4 Comments on this Post

  1. From the report, I realized that the contract document between each department was not completed. The letter of acceptance shall be signed before the contract formed rather than after the commencement of the contract. Some of the government officers may corrupt through the cash flow because the stock value didn’t updated. The procurement for the construction company for constructing clinic shall be attended due to the design and constructing method must be followed by the legislation. Malaysia shall care about this problem!


    Procurement agents may also turn a blind eye when vendors substitute lower-quality building materials or deliver goods that do not meet contractual expectations for quality, as in Malaysia, where the Anti-Corruption Agency recently launched a probe into irregular construction of the Sultan Ismail Hospital. Risk of corruption is higher if a hospital lacks systems for documenting and controlling contractor performance. Healthcare in Malaysia has been characterized by a strong public sector presence where government hospitals and clinics acted as a primary source of care. The increase in demand for health services over the years has reportedly placed strains on the public healthcare system. In turn, Malaysian policymakers see privatization, corporation, and social healthcare insurance as possible solutions to ease the crunch in healthcare provision. In rhetoric, privatization has been hailed to improve efficiency (and reduce costs) but, in reality, privatization led by political elites with links to the government has resulted in a less optimal
    outcome manifested by higher costs. How the healthcare system has evolved over time and how cost considerations together with government and quasi-government players in the private sector have driven this change?

  3. I think the corruption in Malaysia is getting savage. How can the contract be formed through the tender or quotation and even not bound by the contract but only a guidane for LOA. There is not only one case , but five case out ofo 45 case. In addition, there were a few stores in which their ceiling was cracked. 56 leakages in the air conditioning system,unavailable and expired fire extinguishers as well as empty boxes placed outside the store’s back door, and other cases emerge in endlessly.Now even our prime minister can receive rm2.6 billion donation from other country’s king, hahaha!

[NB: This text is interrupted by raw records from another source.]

//! Live kernel-size control for the Kuwahara effects.

use crate::gpu::uniforms::UniformStore;

pub const MIN_KERNEL_SIZE: i32 = 2;
pub const MAX_KERNEL_SIZE: i32 = 15;

/// Name of the uniform the Kuwahara shaders read their kernel from.
pub(crate) const KERNEL_UNIFORM: &str = "kernel_size";

pub fn clamp_kernel(value: i32) -> i32 {
    value.clamp(MIN_KERNEL_SIZE, MAX_KERNEL_SIZE)
}

/// Holds the current kernel size and pushes every change to the shader's
/// `kernel_size` uniform in the same event turn it happens.
pub struct KernelController {
    value: i32,
}

impl KernelController {
    pub fn new(initial: i32) -> Self {
        let value = clamp_kernel(initial);
        if value != initial {
            tracing::warn!(requested = initial, clamped = value, "kernel size out of range");
        }
        Self { value }
    }

    pub fn value(&self) -> i32 {
        self.value
    }

    /// Grows the kernel by one step; a no-op at the upper bound.
    pub fn increment(&mut self, uniforms: &mut UniformStore) -> bool {
        self.apply(self.value + 1, uniforms)
    }

    /// Shrinks the kernel by one step; a no-op at the lower bound.
    pub fn decrement(&mut self, uniforms: &mut UniformStore) -> bool {
        self.apply(self.value - 1, uniforms)
    }

    fn apply(&mut self, requested: i32, uniforms: &mut UniformStore) -> bool {
        let next = clamp_kernel(requested);
        if next == self.value {
            return false;
        }
        self.value = next;
        tracing::info!(kernel_size = next, "kernel size changed");
        uniforms.push_i32(KERNEL_UNIFORM, next);
        true
    }
}

#[cfg(test)]
mod tests {
    use super::*;
    use crate::gpu::uniforms::UniformField;

    fn kernel_store() -> UniformStore {
        UniformStore::new(
            vec![UniformField {
                name: KERNEL_UNIFORM.into(),
                offset: 0,
                size: 4,
            }],
            4,
        )
    }

    #[test]
    fn each_change_is_pushed_in_order() {
        let mut store = kernel_store();
        let mut controller = KernelController::new(5);

        assert!(controller.increment(&mut store));
        assert_eq!(store.read_i32(KERNEL_UNIFORM), Some(6));
        assert!(controller.increment(&mut store));
        assert_eq!(store.read_i32(KERNEL_UNIFORM), Some(7));
        assert!(controller.decrement(&mut store));
        assert_eq!(store.read_i32(KERNEL_UNIFORM), Some(6));
    }

    #[test]
    fn bounds_are_no_ops_not_wraparounds() {
        let mut store = kernel_store();

        let mut at_max = KernelController::new(MAX_KERNEL_SIZE);
        assert!(!at_max.increment(&mut store));
        assert_eq!(at_max.value(), MAX_KERNEL_SIZE);

        let mut at_min = KernelController::new(MIN_KERNEL_SIZE);
        assert!(!at_min.decrement(&mut store));
        assert_eq!(at_min.value(), MIN_KERNEL_SIZE);
    }

    #[test]
    fn out_of_range_initial_values_are_clamped() {
        assert_eq!(KernelController::new(0).value(), MIN_KERNEL_SIZE);
        assert_eq!(KernelController::new(99).value(), MAX_KERNEL_SIZE);
        assert_eq!(KernelController::new(5).value(), 5);
    }
}
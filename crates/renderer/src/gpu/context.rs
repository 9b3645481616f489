use anyhow::{anyhow, Context as AnyhowContext, Result};
use raw_window_handle::{HasDisplayHandle, HasWindowHandle};
use winit::dpi::PhysicalSize;

pub(crate) struct GpuContext {
    pub _instance: wgpu::Instance,
    pub surface: wgpu::Surface<'static>,
    pub device: wgpu::Device,
    pub queue: wgpu::Queue,
    pub config: wgpu::SurfaceConfiguration,
    pub size: PhysicalSize<u32>,
    pub surface_format: wgpu::TextureFormat,
}

impl GpuContext {
    pub(crate) fn new<T>(target: &T, initial_size: PhysicalSize<u32>) -> Result<Self>
    where
        T: HasDisplayHandle + HasWindowHandle,
    {
        let instance = wgpu::Instance::new(&wgpu::InstanceDescriptor {
            backends: wgpu::Backends::all(),
            flags: wgpu::InstanceFlags::default(),
            memory_budget_thresholds: wgpu::MemoryBudgetThresholds::default(),
            backend_options: wgpu::BackendOptions::default(),
        });

        let window_handle = target
            .window_handle()
            .map_err(|err| anyhow!("failed to acquire window handle: {err}"))?;
        let display_handle = target
            .display_handle()
            .map_err(|err| anyhow!("failed to acquire display handle: {err}"))?;

        let surface = unsafe {
            instance.create_surface_unsafe(wgpu::SurfaceTargetUnsafe::RawHandle {
                raw_display_handle: display_handle.as_raw(),
                raw_window_handle: window_handle.as_raw(),
            })
        }
        .context("failed to create rendering surface")?;

        let adapter = pollster::block_on(instance.request_adapter(&wgpu::RequestAdapterOptions {
            power_preference: wgpu::PowerPreference::HighPerformance,
            compatible_surface: Some(&surface),
            force_fallback_adapter: false,
        }))
        .context("failed to find a suitable GPU adapter")?;

        let adapter_info = adapter.get_info();
        let limits = adapter.limits();
        tracing::debug!(
            name = %adapter_info.name,
            backend = ?adapter_info.backend,
            device_type = ?adapter_info.device_type,
            "selected GPU adapter"
        );

        let max_dimension = limits.max_texture_dimension_2d;
        let requested_width = initial_size.width.max(1);
        let requested_height = initial_size.height.max(1);
        if requested_width > max_dimension || requested_height > max_dimension {
            anyhow::bail!(
                "GPU max texture dimension is {max_dimension}, requested surface is \
                 {requested_width}x{requested_height}"
            );
        }

        let surface_caps = surface.get_capabilities(&adapter);
        // Effects operate on raw pixel values, so prefer a non-sRGB surface
        // and let the shader output pass through untransformed.
        let surface_format = surface_caps
            .formats
            .iter()
            .copied()
            .find(|format| !format.is_srgb())
            .unwrap_or(surface_caps.formats[0]);

        let (device, queue) = pollster::block_on(adapter.request_device(&wgpu::DeviceDescriptor {
            label: Some("cellshade device"),
            required_features: wgpu::Features::empty(),
            required_limits: limits.clone(),
            memory_hints: wgpu::MemoryHints::MemoryUsage,
            trace: wgpu::Trace::default(),
        }))
        .context("failed to create GPU device")?;

        let present_mode = surface_caps
            .present_modes
            .iter()
            .copied()
            .find(|mode| *mode == wgpu::PresentMode::Fifo)
            .unwrap_or(surface_caps.present_modes[0]);

        let size = PhysicalSize::new(requested_width, requested_height);
        let config = wgpu::SurfaceConfiguration {
            usage: wgpu::TextureUsages::RENDER_ATTACHMENT,
            format: surface_format,
            width: size.width,
            height: size.height,
            present_mode,
            alpha_mode: surface_caps.alpha_modes[0],
            view_formats: vec![],
            desired_maximum_frame_latency: 2,
        };
        surface.configure(&device, &config);

        Ok(Self {
            _instance: instance,
            surface,
            device,
            queue,
            config,
            size,
            surface_format,
        })
    }

    pub(crate) fn resize(&mut self, new_size: PhysicalSize<u32>) {
        if new_size.width == 0 || new_size.height == 0 {
            return;
        }

        self.size = new_size;
        self.config.width = new_size.width;
        self.config.height = new_size.height;
        self.surface.configure(&self.device, &self.config);
    }
}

  4. Some of the government staff may involving in corruption through the cash flow because the stock value was not updated. Risk of corruption is higher if a hospital lacks systems for documenting and controlling contractor performance and contract document between each department was not completed. Government should be aware of this issue to prevent the issue rate getting worse and worse. Government should enforcing relevant legislation and ensuring appropriate usage on medicines by both healthcare providers and patients.